[EXCERPTED RECORDS Boundary: Start]

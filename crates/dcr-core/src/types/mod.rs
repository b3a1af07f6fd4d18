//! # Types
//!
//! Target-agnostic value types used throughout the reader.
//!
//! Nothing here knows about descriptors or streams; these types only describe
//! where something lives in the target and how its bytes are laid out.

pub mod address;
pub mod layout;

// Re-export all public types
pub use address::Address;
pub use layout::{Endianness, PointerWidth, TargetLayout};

[EXCERPTED RECORDS Boundary: End]

WHAT TO DO
Transcribe the data in full, keeping every detail.

WRITTEN REPLY
filename crates/dcr-core/src/types/mod.rs
repository b3a1af07f6fd4d18
//! # Types
//!
//! Target-agnostic value types used throughout the reader.
//!
//! Nothing here knows about descriptors or streams; these types only describe
//! where something lives in the target and how its bytes are laid out.

pub mod address;
pub mod layout;

// Re-export all public types
pub use address::Address;
pub use layout::{Endianness, PointerWidth, TargetLayout};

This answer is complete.